DATA RECORDS -
===

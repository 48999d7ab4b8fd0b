//! projcycle-clean: Remove the project's output directory.
//!
//! Takes no arguments. Settings come from the usual projcycle config files
//! and `PROJCYCLE_*` environment variables.

use std::process::ExitCode;

use projcycle::cli::{finish, init_tracing, run_step, Step};

#[tokio::main]
async fn main() -> ExitCode {
    init_tracing(false, false);
    finish(run_step(Step::Clean, None).await)
}
//! Project layout resolution
//!
//! A [`ProjectLayout`] pins down the project root and the ephemeral output
//! directory beneath it. It is resolved once at startup and handed to each
//! lifecycle command.

use std::path::{Component, Path, PathBuf};

use serde::Serialize;

use crate::config::Config;
use crate::error::TaskError;

/// Resolved, validated project paths
#[derive(Debug, Clone, PartialEq, Eq, Serialize)]
pub struct ProjectLayout {
    /// Absolute project source root
    pub root: PathBuf,
    /// Absolute output directory, always strictly inside `root`
    pub output: PathBuf,
    /// Directory holding the built executable
    pub artifact_dir: PathBuf,
    /// Full path of the built executable
    pub artifact: PathBuf,
}

impl ProjectLayout {
    /// Build a layout from a root and the relative pieces beneath it.
    ///
    /// # Errors
    /// * `TaskError::InvalidLayout` - root isn't absolute, the output
    ///   directory escapes the root, or the artifact location is malformed
    pub fn new(
        root: impl Into<PathBuf>,
        output_dir: impl AsRef<Path>,
        profile_dir: impl AsRef<Path>,
        executable: &str,
    ) -> Result<Self, TaskError> {
        let root = normalize(&root.into());
        if !root.is_absolute() {
            return Err(invalid(format!(
                "project root must be absolute, got '{}'",
                root.display()
            )));
        }

        let output = resolve_output(&root, output_dir.as_ref())?;

        let profile_dir = profile_dir.as_ref();
        if profile_dir.is_absolute() || has_parent_component(profile_dir) {
            return Err(invalid(format!(
                "profile directory must be relative and stay inside the output directory, got '{}'",
                profile_dir.display()
            )));
        }

        if executable.is_empty() || executable.contains('/') || executable.contains('\\') {
            return Err(invalid(format!(
                "executable must be a bare file name, got '{}'",
                executable
            )));
        }

        let artifact_dir = normalize(&output.join(profile_dir));
        let artifact = artifact_dir.join(executable);

        Ok(Self {
            root,
            output,
            artifact_dir,
            artifact,
        })
    }

    /// Resolve the layout from configuration and the current directory.
    ///
    /// # Errors
    /// * `TaskError::InvalidLayout` - `project.root` is unset and no
    ///   ancestor of the current directory holds the marker
    pub fn from_config(config: &Config) -> Result<Self, TaskError> {
        let cwd = std::env::current_dir()?;
        let root = match config.project.root {
            Some(ref root) => cwd.join(root),
            None => locate_root(&cwd, &config.project.marker).ok_or_else(|| {
                invalid(format!(
                    "no {} found above {}; set project.root",
                    config.project.marker,
                    cwd.display()
                ))
            })?,
        };

        tracing::debug!("Project root: {}", root.display());

        Self::new(
            root,
            &config.project.output_dir,
            &config.artifact.profile_dir,
            &config.artifact.executable,
        )
    }
}

/// Walk up from `start` and return the outermost directory containing `marker`.
///
/// Nested CMake subprojects carry their own marker, so the outermost match
/// is the top-level project. `None` when no ancestor has the marker.
pub fn locate_root(start: &Path, marker: &str) -> Option<PathBuf> {
    start
        .ancestors()
        .filter(|dir| dir.join(marker).is_file())
        .last()
        .map(Path::to_path_buf)
}

fn resolve_output(root: &Path, output_dir: &Path) -> Result<PathBuf, TaskError> {
    if output_dir.as_os_str().is_empty() {
        return Err(invalid("output directory must not be empty".to_string()));
    }
    if has_parent_component(output_dir) {
        return Err(invalid(format!(
            "output directory must not contain '..', got '{}'",
            output_dir.display()
        )));
    }

    let output = normalize(&root.join(output_dir));
    if output == root || !output.starts_with(root) {
        return Err(invalid(format!(
            "output directory '{}' must be inside the project root '{}'",
            output.display(),
            root.display()
        )));
    }

    Ok(output)
}

fn has_parent_component(path: &Path) -> bool {
    path.components().any(|c| matches!(c, Component::ParentDir))
}

/// Drop `.` components and trailing separators without touching the filesystem
fn normalize(path: &Path) -> PathBuf {
    path.components()
        .filter(|c| !matches!(c, Component::CurDir))
        .collect()
}

fn invalid(message: String) -> TaskError {
    TaskError::InvalidLayout { message }
}
//! projcycle-run: Run the built executable from its own directory.
//!
//! Takes no arguments. Settings come from the usual projcycle config files
//! and `PROJCYCLE_*` environment variables.

use std::process::ExitCode;

use projcycle::cli::{finish, init_tracing, run_step, Step};

#[tokio::main]
async fn main() -> ExitCode {
    init_tracing(false, false);
    finish(run_step(Step::Run, None).await)
}
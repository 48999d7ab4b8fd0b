//! Project lifecycle commands
//!
//! Three independent operations over a shared [`ProjectLayout`]:
//! - [`clean()`] - remove the output directory
//! - [`generate()`] - create the output directory and run the build-system generator
//! - [`run()`] - launch the built executable from its own directory
//!
//! [`ProjectLayout`]: crate::layout::ProjectLayout

pub mod clean;
pub mod generate;
pub mod run;

pub use clean::{clean, CleanOutcome};
pub use generate::{generate, generator_args};
pub use run::run;

use colored::Colorize;

/// Print a `>> ...` progress line to stderr
pub(crate) fn progress(message: &str) {
    eprintln!("{} {}", ">>".cyan().bold(), message);
}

===

GOAL OF THE EXERCISE -
Repeat the material above exactly, including every line.

EXERCISE SOLUTION -
repository 48999d7ab4b8fd0b
//! projcycle-clean: Remove the project's output directory.
//!
//! Takes no arguments. Settings come from the usual projcycle config files
//! and `PROJCYCLE_*` environment variables.

use std::process::ExitCode;

use projcycle::cli::{finish, init_tracing, run_step, Step};

#[tokio::main]
async fn main() -> ExitCode {
    init_tracing(false, false);
    finish(run_step(Step::Clean, None).await)
}
//! Project layout resolution
//!
//! A [`ProjectLayout`] pins down the project root and the ephemeral output
//! directory beneath it. It is resolved once at startup and handed to each
//! lifecycle command.

use std::path::{Component, Path, PathBuf};

use serde::Serialize;

use crate::config::Config;
use crate::error::TaskError;

/// Resolved, validated project paths
#[derive(Debug, Clone, PartialEq, Eq, Serialize)]
pub struct ProjectLayout {
    /// Absolute project source root
    pub root: PathBuf,
    /// Absolute output directory, always strictly inside `root`
    pub output: PathBuf,
    /// Directory holding the built executable
    pub artifact_dir: PathBuf,
    /// Full path of the built executable
    pub artifact: PathBuf,
}

impl ProjectLayout {
    /// Build a layout from a root and the relative pieces beneath it.
    ///
    /// # Errors
    /// * `TaskError::InvalidLayout` - root isn't absolute, the output
    ///   directory escapes the root, or the artifact location is malformed
    pub fn new(
        root: impl Into<PathBuf>,
        output_dir: impl AsRef<Path>,
        profile_dir: impl AsRef<Path>,
        executable: &str,
    ) -> Result<Self, TaskError> {
        let root = normalize(&root.into());
        if !root.is_absolute() {
            return Err(invalid(format!(
                "project root must be absolute, got '{}'",
                root.display()
            )));
        }

        let output = resolve_output(&root, output_dir.as_ref())?;

        let profile_dir = profile_dir.as_ref();
        if profile_dir.is_absolute() || has_parent_component(profile_dir) {
            return Err(invalid(format!(
                "profile directory must be relative and stay inside the output directory, got '{}'",
                profile_dir.display()
            )));
        }

        if executable.is_empty() || executable.contains('/') || executable.contains('\\') {
            return Err(invalid(format!(
                "executable must be a bare file name, got '{}'",
                executable
            )));
        }

        let artifact_dir = normalize(&output.join(profile_dir));
        let artifact = artifact_dir.join(executable);

        Ok(Self {
            root,
            output,
            artifact_dir,
            artifact,
        })
    }

    /// Resolve the layout from configuration and the current directory.
    ///
    /// # Errors
    /// * `TaskError::InvalidLayout` - `project.root` is unset and no
    ///   ancestor of the current directory holds the marker
    pub fn from_config(config: &Config) -> Result<Self, TaskError> {
        let cwd = std::env::current_dir()?;
        let root = match config.project.root {
            Some(ref root) => cwd.join(root),
            None => locate_root(&cwd, &config.project.marker).ok_or_else(|| {
                invalid(format!(
                    "no {} found above {}; set project.root",
                    config.project.marker,
                    cwd.display()
                ))
            })?,
        };

        tracing::debug!("Project root: {}", root.display());

        Self::new(
            root,
            &config.project.output_dir,
            &config.artifact.profile_dir,
            &config.artifact.executable,
        )
    }
}

/// Walk up from `start` and return the outermost directory containing `marker`.
///
/// Nested CMake subprojects carry their own marker, so the outermost match
/// is the top-level project. `None` when no ancestor has the marker.
pub fn locate_root(start: &Path, marker: &str) -> Option<PathBuf> {
    start
        .ancestors()
        .filter(|dir| dir.join(marker).is_file())
        .last()
        .map(Path::to_path_buf)
}

fn resolve_output(root: &Path, output_dir: &Path) -> Result<PathBuf, TaskError> {
    if output_dir.as_os_str().is_empty() {
        return Err(invalid("output directory must not be empty".to_string()));
    }
    if has_parent_component(output_dir) {
        return Err(invalid(format!(
            "output directory must not contain '..', got '{}'",
            output_dir.display()
        )));
    }

    let output = normalize(&root.join(output_dir));
    if output == root || !output.starts_with(root) {
        return Err(invalid(format!(
            "output directory '{}' must be inside the project root '{}'",
            output.display(),
            root.display()
        )));
    }

    Ok(output)
}

fn has_parent_component(path: &Path) -> bool {
    path.components().any(|c| matches!(c, Component::ParentDir))
}

/// Drop `.` components and trailing separators without touching the filesystem
fn normalize(path: &Path) -> PathBuf {
    path.components()
        .filter(|c| !matches!(c, Component::CurDir))
        .collect()
}

fn invalid(message: String) -> TaskError {
    TaskError::InvalidLayout { message }
}
//! projcycle-run: Run the built executable from its own directory.
//!
//! Takes no arguments. Settings come from the usual projcycle config files
//! and `PROJCYCLE_*` environment variables.

use std::process::ExitCode;

use projcycle::cli::{finish, init_tracing, run_step, Step};

#[tokio::main]
async fn main() -> ExitCode {
    init_tracing(false, false);
    finish(run_step(Step::Run, None).await)
}
repository 48999d7ab4b8fd0b
//! Project lifecycle commands
//!
//! Three independent operations over a shared [`ProjectLayout`]:
//! - [`clean()`] - remove the output directory
//! - [`generate()`] - create the output directory and run the build-system generator
//! - [`run()`] - launch the built executable from its own directory
//!
//! [`ProjectLayout`]: crate::layout::ProjectLayout

pub mod clean;
pub mod generate;
pub mod run;

pub use clean::{clean, CleanOutcome};
pub use generate::{generate, generator_args};
pub use run::run;

use colored::Colorize;

/// Print a `>> ...` progress line to stderr
pub(crate) fn progress(message: &str) {
    eprintln!("{} {}", ">>".cyan().bold(), message);
}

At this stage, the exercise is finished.